● DIRECTIONS: Every line of the data must be copied exactly.

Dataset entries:
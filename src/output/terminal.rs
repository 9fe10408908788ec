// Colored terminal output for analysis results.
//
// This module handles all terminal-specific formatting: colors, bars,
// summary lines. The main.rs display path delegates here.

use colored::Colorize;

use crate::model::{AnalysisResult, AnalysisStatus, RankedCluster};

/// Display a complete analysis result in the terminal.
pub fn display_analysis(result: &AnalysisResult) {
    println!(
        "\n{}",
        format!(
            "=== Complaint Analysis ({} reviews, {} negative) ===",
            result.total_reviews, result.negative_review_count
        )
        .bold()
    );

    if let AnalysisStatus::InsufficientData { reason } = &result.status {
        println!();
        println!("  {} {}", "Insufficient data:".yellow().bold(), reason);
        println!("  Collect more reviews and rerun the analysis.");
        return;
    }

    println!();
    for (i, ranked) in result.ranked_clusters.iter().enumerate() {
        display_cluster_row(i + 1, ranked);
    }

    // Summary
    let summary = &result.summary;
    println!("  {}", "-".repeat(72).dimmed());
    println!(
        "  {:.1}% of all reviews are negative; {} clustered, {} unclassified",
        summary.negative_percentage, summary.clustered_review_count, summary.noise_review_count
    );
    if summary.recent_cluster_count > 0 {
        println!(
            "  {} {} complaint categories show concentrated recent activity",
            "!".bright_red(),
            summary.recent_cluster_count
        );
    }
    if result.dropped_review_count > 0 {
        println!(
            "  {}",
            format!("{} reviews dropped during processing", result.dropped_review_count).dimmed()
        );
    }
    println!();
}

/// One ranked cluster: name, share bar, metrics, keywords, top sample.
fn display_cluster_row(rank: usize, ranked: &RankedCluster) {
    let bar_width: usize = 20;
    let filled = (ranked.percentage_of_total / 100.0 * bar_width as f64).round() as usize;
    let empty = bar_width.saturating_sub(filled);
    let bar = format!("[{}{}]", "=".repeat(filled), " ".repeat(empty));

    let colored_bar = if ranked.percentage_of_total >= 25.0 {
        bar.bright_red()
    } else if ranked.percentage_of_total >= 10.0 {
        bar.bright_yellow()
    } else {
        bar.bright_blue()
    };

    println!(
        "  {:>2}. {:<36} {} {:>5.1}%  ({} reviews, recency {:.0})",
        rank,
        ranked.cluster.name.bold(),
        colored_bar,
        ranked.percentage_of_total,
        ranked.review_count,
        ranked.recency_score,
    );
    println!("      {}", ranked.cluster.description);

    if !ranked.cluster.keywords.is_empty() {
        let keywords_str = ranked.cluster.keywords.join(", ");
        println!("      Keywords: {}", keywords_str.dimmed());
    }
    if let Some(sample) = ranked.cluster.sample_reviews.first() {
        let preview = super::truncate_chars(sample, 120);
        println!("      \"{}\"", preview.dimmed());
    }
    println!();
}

● WRITTEN SOLUTION:
filename src/output/terminal.rs
repository 9fe10408908788ec
// Colored terminal output for analysis results.
//
// This module handles all terminal-specific formatting: colors, bars,
// summary lines. The main.rs display path delegates here.

use colored::Colorize;

use crate::model::{AnalysisResult, AnalysisStatus, RankedCluster};

/// Display a complete analysis result in the terminal.
pub fn display_analysis(result: &AnalysisResult) {
    println!(
        "\n{}",
        format!(
            "=== Complaint Analysis ({} reviews, {} negative) ===",
            result.total_reviews, result.negative_review_count
        )
        .bold()
    );

    if let AnalysisStatus::InsufficientData { reason } = &result.status {
        println!();
        println!("  {} {}", "Insufficient data:".yellow().bold(), reason);
        println!("  Collect more reviews and rerun the analysis.");
        return;
    }

    println!();
    for (i, ranked) in result.ranked_clusters.iter().enumerate() {
        display_cluster_row(i + 1, ranked);
    }

    // Summary
    let summary = &result.summary;
    println!("  {}", "-".repeat(72).dimmed());
    println!(
        "  {:.1}% of all reviews are negative; {} clustered, {} unclassified",
        summary.negative_percentage, summary.clustered_review_count, summary.noise_review_count
    );
    if summary.recent_cluster_count > 0 {
        println!(
            "  {} {} complaint categories show concentrated recent activity",
            "!".bright_red(),
            summary.recent_cluster_count
        );
    }
    if result.dropped_review_count > 0 {
        println!(
            "  {}",
            format!("{} reviews dropped during processing", result.dropped_review_count).dimmed()
        );
    }
    println!();
}

/// One ranked cluster: name, share bar, metrics, keywords, top sample.
fn display_cluster_row(rank: usize, ranked: &RankedCluster) {
    let bar_width: usize = 20;
    let filled = (ranked.percentage_of_total / 100.0 * bar_width as f64).round() as usize;
    let empty = bar_width.saturating_sub(filled);
    let bar = format!("[{}{}]", "=".repeat(filled), " ".repeat(empty));

    let colored_bar = if ranked.percentage_of_total >= 25.0 {
        bar.bright_red()
    } else if ranked.percentage_of_total >= 10.0 {
        bar.bright_yellow()
    } else {
        bar.bright_blue()
    };

    println!(
        "  {:>2}. {:<36} {} {:>5.1}%  ({} reviews, recency {:.0})",
        rank,
        ranked.cluster.name.bold(),
        colored_bar,
        ranked.percentage_of_total,
        ranked.review_count,
        ranked.recency_score,
    );
    println!("      {}", ranked.cluster.description);

    if !ranked.cluster.keywords.is_empty() {
        let keywords_str = ranked.cluster.keywords.join(", ");
        println!("      Keywords: {}", keywords_str.dimmed());
    }
    if let Some(sample) = ranked.cluster.sample_reviews.first() {
        let preview = super::truncate_chars(sample, 120);
        println!("      \"{}\"", preview.dimmed());
    }
    println!();
}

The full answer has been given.